### [Exercise details]
Return every record below exactly as given.

START Given records

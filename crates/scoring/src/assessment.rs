//! Risk score, severity bands and the per-transaction assessment

use chrono::{DateTime, Utc};
use serde::{Deserialize, Serialize};
use std::fmt;
use strum_macros::{Display, EnumString};

use crate::factors::RiskBreakdown;

/// Composite risk score.
///
/// # Invariant
/// Always within `0..=100`; every constructor clamps.
#[derive(Debug, Clone, Copy, PartialEq, Eq, PartialOrd, Ord, Hash, Default, Serialize, Deserialize)]
#[serde(transparent)]
pub struct RiskScore(u8);

impl RiskScore {
    pub const MIN: Self = Self(0);
    pub const MAX: Self = Self(100);

    /// Clamp an integer score into range
    pub fn new(value: u32) -> Self {
        Self(value.min(100) as u8)
    }

    /// Round a weighted sum half away from zero, then clamp.
    ///
    /// Non-finite input maps to 0.
    pub fn from_weighted(value: f64) -> Self {
        if !value.is_finite() {
            return Self::MIN;
        }
        Self(value.round().clamp(0.0, 100.0) as u8)
    }

    #[inline]
    pub const fn value(&self) -> u8 {
        self.0
    }
}

impl fmt::Display for RiskScore {
    fn fmt(&self, f: &mut fmt::Formatter<'_>) -> fmt::Result {
        write!(f, "{}", self.0)
    }
}

/// Alert severity band for a risk score
#[derive(
    Debug, Clone, Copy, PartialEq, Eq, PartialOrd, Ord, Hash, Serialize, Deserialize, EnumString, Display,
)]
#[strum(serialize_all = "SCREAMING_SNAKE_CASE")]
#[serde(rename_all = "SCREAMING_SNAKE_CASE")]
pub enum Severity {
    Low,
    Medium,
    High,
    Critical,
}

impl Severity {
    /// Critical >= 90, High >= 80, Medium >= 60, otherwise Low
    pub fn from_score(score: RiskScore) -> Self {
        match score.value() {
            90..=u8::MAX => Severity::Critical,
            80..=89 => Severity::High,
            60..=79 => Severity::Medium,
            _ => Severity::Low,
        }
    }
}

/// Outcome of scoring one transaction
#[derive(Debug, Clone, PartialEq, Serialize, Deserialize)]
#[serde(rename_all = "camelCase")]
pub struct RiskAssessment {
    pub transaction_id: String,
    pub score: RiskScore,
    pub severity: Severity,
    pub is_suspicious: bool,
    /// Sub-scores; absent when the fallback score was used
    #[serde(skip_serializing_if = "Option::is_none")]
    pub breakdown: Option<RiskBreakdown>,
    /// Why the fallback score was used, if it was
    #[serde(skip_serializing_if = "Option::is_none")]
    pub fallback_reason: Option<String>,
    pub assessed_at: DateTime<Utc>,
}

impl RiskAssessment {
    /// Assessment computed from history
    pub fn scored(
        transaction_id: impl Into<String>,
        breakdown: RiskBreakdown,
        suspicious_threshold: u8,
        assessed_at: DateTime<Utc>,
    ) -> Self {
        let score = breakdown.score;
        Self {
            transaction_id: transaction_id.into(),
            score,
            severity: Severity::from_score(score),
            is_suspicious: score.value() >= suspicious_threshold,
            breakdown: Some(breakdown),
            fallback_reason: None,
            assessed_at,
        }
    }

    /// Assessment carrying the fallback score
    pub fn fallback(
        transaction_id: impl Into<String>,
        score: RiskScore,
        reason: impl Into<String>,
        suspicious_threshold: u8,
        assessed_at: DateTime<Utc>,
    ) -> Self {
        Self {
            transaction_id: transaction_id.into(),
            score,
            severity: Severity::from_score(score),
            is_suspicious: score.value() >= suspicious_threshold,
            breakdown: None,
            fallback_reason: Some(reason.into()),
            assessed_at,
        }
    }

    /// True when history was unavailable and the fallback score was used
    pub fn is_fallback(&self) -> bool {
        self.fallback_reason.is_some()
    }
}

END Given records

### [Finished exercise]
filename crates/scoring/src/assessment.rs
//! Risk score, severity bands and the per-transaction assessment

use chrono::{DateTime, Utc};
use serde::{Deserialize, Serialize};
use std::fmt;
use strum_macros::{Display, EnumString};

use crate::factors::RiskBreakdown;

/// Composite risk score.
///
/// # Invariant
/// Always within `0..=100`; every constructor clamps.
#[derive(Debug, Clone, Copy, PartialEq, Eq, PartialOrd, Ord, Hash, Default, Serialize, Deserialize)]
#[serde(transparent)]
pub struct RiskScore(u8);

impl RiskScore {
    pub const MIN: Self = Self(0);
    pub const MAX: Self = Self(100);

    /// Clamp an integer score into range
    pub fn new(value: u32) -> Self {
        Self(value.min(100) as u8)
    }

    /// Round a weighted sum half away from zero, then clamp.
    ///
    /// Non-finite input maps to 0.
    pub fn from_weighted(value: f64) -> Self {
        if !value.is_finite() {
            return Self::MIN;
        }
        Self(value.round().clamp(0.0, 100.0) as u8)
    }

    #[inline]
    pub const fn value(&self) -> u8 {
        self.0
    }
}

impl fmt::Display for RiskScore {
    fn fmt(&self, f: &mut fmt::Formatter<'_>) -> fmt::Result {
        write!(f, "{}", self.0)
    }
}

/// Alert severity band for a risk score
#[derive(
    Debug, Clone, Copy, PartialEq, Eq, PartialOrd, Ord, Hash, Serialize, Deserialize, EnumString, Display,
)]
#[strum(serialize_all = "SCREAMING_SNAKE_CASE")]
#[serde(rename_all = "SCREAMING_SNAKE_CASE")]
pub enum Severity {
    Low,
    Medium,
    High,
    Critical,
}

impl Severity {
    /// Critical >= 90, High >= 80, Medium >= 60, otherwise Low
    pub fn from_score(score: RiskScore) -> Self {
        match score.value() {
            90..=u8::MAX => Severity::Critical,
            80..=89 => Severity::High,
            60..=79 => Severity::Medium,
            _ => Severity::Low,
        }
    }
}

/// Outcome of scoring one transaction
#[derive(Debug, Clone, PartialEq, Serialize, Deserialize)]
#[serde(rename_all = "camelCase")]
pub struct RiskAssessment {
    pub transaction_id: String,
    pub score: RiskScore,
    pub severity: Severity,
    pub is_suspicious: bool,
    /// Sub-scores; absent when the fallback score was used
    #[serde(skip_serializing_if = "Option::is_none")]
    pub breakdown: Option<RiskBreakdown>,
    /// Why the fallback score was used, if it was
    #[serde(skip_serializing_if = "Option::is_none")]
    pub fallback_reason: Option<String>,
    pub assessed_at: DateTime<Utc>,
}

impl RiskAssessment {
    /// Assessment computed from history
    pub fn scored(
        transaction_id: impl Into<String>,
        breakdown: RiskBreakdown,
        suspicious_threshold: u8,
        assessed_at: DateTime<Utc>,
    ) -> Self {
        let score = breakdown.score;
        Self {
            transaction_id: transaction_id.into(),
            score,
            severity: Severity::from_score(score),
            is_suspicious: score.value() >= suspicious_threshold,
            breakdown: Some(breakdown),
            fallback_reason: None,
            assessed_at,
        }
    }

    /// Assessment carrying the fallback score
    pub fn fallback(
        transaction_id: impl Into<String>,
        score: RiskScore,
        reason: impl Into<String>,
        suspicious_threshold: u8,
        assessed_at: DateTime<Utc>,
    ) -> Self {
        Self {
            transaction_id: transaction_id.into(),
            score,
            severity: Severity::from_score(score),
            is_suspicious: score.value() >= suspicious_threshold,
            breakdown: None,
            fallback_reason: Some(reason.into()),
            assessed_at,
        }
    }

    /// True when history was unavailable and the fallback score was used
    pub fn is_fallback(&self) -> bool {
        self.fallback_reason.is_some()
    }
}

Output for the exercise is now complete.